Work required –
Line filter on the word "bool": copy each matching line from the entries.

The data –
○ ○ ○ ○ ○

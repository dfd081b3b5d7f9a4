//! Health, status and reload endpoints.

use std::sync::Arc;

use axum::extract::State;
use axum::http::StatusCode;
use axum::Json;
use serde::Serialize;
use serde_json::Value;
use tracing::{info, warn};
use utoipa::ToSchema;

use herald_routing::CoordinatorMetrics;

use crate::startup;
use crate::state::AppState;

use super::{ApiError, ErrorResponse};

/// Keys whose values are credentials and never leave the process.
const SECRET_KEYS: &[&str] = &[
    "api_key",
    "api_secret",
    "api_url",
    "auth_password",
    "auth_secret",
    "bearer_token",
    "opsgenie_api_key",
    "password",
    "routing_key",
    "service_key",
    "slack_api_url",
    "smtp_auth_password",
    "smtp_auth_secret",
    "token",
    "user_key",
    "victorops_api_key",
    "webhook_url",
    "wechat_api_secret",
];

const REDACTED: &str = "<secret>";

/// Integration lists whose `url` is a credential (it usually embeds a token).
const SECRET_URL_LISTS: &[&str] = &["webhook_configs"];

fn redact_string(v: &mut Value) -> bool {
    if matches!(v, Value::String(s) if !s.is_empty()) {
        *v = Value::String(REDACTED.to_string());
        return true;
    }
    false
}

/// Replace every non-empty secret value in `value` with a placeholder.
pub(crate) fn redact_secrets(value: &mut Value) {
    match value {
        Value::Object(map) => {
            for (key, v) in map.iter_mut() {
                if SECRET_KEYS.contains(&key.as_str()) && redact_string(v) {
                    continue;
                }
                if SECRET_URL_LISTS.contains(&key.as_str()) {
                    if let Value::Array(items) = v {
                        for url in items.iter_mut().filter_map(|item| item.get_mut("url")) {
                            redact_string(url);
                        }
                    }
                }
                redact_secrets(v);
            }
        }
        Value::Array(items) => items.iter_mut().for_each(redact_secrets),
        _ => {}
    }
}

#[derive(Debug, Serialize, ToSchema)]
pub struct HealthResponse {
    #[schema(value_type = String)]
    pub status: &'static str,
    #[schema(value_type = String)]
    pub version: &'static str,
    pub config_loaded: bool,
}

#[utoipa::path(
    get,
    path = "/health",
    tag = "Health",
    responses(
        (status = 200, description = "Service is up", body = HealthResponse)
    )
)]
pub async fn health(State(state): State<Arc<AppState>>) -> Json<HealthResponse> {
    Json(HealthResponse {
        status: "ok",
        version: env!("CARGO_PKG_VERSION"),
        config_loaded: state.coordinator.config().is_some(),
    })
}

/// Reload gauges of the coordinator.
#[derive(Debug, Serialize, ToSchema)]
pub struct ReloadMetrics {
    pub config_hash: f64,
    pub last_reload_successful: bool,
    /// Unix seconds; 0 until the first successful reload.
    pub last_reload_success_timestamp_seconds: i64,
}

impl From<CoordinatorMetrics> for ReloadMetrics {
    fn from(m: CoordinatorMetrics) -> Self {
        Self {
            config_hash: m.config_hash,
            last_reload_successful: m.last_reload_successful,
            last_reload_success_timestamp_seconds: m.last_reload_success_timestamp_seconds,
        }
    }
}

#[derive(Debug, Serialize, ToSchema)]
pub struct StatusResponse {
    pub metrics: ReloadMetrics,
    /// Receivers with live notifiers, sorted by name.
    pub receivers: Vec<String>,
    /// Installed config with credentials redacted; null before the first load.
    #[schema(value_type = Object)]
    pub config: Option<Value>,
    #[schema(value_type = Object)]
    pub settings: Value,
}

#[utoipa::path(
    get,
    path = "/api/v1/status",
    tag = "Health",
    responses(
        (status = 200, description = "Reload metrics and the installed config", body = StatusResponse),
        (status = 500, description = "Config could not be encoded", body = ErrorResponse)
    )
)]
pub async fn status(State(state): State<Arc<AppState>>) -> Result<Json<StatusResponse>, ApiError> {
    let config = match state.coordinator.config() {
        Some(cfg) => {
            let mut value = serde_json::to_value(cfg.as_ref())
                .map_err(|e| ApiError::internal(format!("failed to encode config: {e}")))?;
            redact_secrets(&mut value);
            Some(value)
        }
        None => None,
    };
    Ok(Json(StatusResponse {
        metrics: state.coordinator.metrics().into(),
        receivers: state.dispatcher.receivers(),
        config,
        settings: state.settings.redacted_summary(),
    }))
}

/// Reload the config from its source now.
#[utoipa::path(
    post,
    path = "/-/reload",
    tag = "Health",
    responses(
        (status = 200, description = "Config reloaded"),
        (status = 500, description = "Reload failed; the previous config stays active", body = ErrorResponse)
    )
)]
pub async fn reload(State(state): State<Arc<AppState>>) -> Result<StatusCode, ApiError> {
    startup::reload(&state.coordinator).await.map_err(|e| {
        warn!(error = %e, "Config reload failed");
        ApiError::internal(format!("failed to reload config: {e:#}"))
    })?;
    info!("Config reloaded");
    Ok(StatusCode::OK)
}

○ ○ ○ ○ ○

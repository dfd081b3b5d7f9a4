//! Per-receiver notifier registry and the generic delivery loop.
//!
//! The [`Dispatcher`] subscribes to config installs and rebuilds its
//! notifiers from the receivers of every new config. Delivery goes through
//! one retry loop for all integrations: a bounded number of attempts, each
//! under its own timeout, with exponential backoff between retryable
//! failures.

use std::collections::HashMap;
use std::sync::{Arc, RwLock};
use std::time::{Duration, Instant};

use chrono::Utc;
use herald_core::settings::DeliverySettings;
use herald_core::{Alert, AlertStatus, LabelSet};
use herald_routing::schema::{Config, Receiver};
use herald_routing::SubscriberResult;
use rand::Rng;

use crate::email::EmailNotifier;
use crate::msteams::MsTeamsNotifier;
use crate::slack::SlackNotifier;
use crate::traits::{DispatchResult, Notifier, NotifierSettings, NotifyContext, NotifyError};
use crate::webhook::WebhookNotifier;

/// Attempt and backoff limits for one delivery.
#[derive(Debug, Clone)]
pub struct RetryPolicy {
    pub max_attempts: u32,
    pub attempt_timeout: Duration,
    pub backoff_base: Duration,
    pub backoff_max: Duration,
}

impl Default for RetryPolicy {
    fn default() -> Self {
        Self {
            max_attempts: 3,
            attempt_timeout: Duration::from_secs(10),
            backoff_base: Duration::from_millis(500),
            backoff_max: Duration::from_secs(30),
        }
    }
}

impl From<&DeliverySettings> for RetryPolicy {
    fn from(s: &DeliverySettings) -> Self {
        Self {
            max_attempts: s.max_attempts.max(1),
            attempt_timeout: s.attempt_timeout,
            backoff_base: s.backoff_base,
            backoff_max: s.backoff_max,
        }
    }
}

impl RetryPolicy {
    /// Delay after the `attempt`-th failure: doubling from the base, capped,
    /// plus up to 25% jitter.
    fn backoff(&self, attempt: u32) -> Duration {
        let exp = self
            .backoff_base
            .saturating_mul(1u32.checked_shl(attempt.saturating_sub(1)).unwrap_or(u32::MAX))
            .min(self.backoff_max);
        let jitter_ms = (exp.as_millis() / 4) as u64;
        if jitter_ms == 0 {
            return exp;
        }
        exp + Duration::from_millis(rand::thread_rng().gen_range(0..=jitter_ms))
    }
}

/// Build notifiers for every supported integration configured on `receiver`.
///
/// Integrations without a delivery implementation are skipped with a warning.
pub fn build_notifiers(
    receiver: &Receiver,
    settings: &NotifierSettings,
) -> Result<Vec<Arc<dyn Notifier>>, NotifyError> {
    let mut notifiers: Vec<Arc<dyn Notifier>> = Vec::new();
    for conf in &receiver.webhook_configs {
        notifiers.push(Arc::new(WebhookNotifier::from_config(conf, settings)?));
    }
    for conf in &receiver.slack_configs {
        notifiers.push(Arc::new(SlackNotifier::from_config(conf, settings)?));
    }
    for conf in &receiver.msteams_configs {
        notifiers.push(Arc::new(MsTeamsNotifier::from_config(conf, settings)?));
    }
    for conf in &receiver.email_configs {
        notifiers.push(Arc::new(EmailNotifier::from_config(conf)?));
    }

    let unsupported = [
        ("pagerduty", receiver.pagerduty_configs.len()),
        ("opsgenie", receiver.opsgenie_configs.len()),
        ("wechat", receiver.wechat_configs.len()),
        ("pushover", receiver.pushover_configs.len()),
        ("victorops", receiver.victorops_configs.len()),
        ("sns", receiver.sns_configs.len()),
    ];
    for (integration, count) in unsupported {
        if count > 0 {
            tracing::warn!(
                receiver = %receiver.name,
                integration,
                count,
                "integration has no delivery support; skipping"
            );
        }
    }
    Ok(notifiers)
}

○ ○ ○ ○ ○

Output –
fn redact_string(v: &mut Value) -> bool {
    pub config_loaded: bool,
    pub last_reload_successful: bool,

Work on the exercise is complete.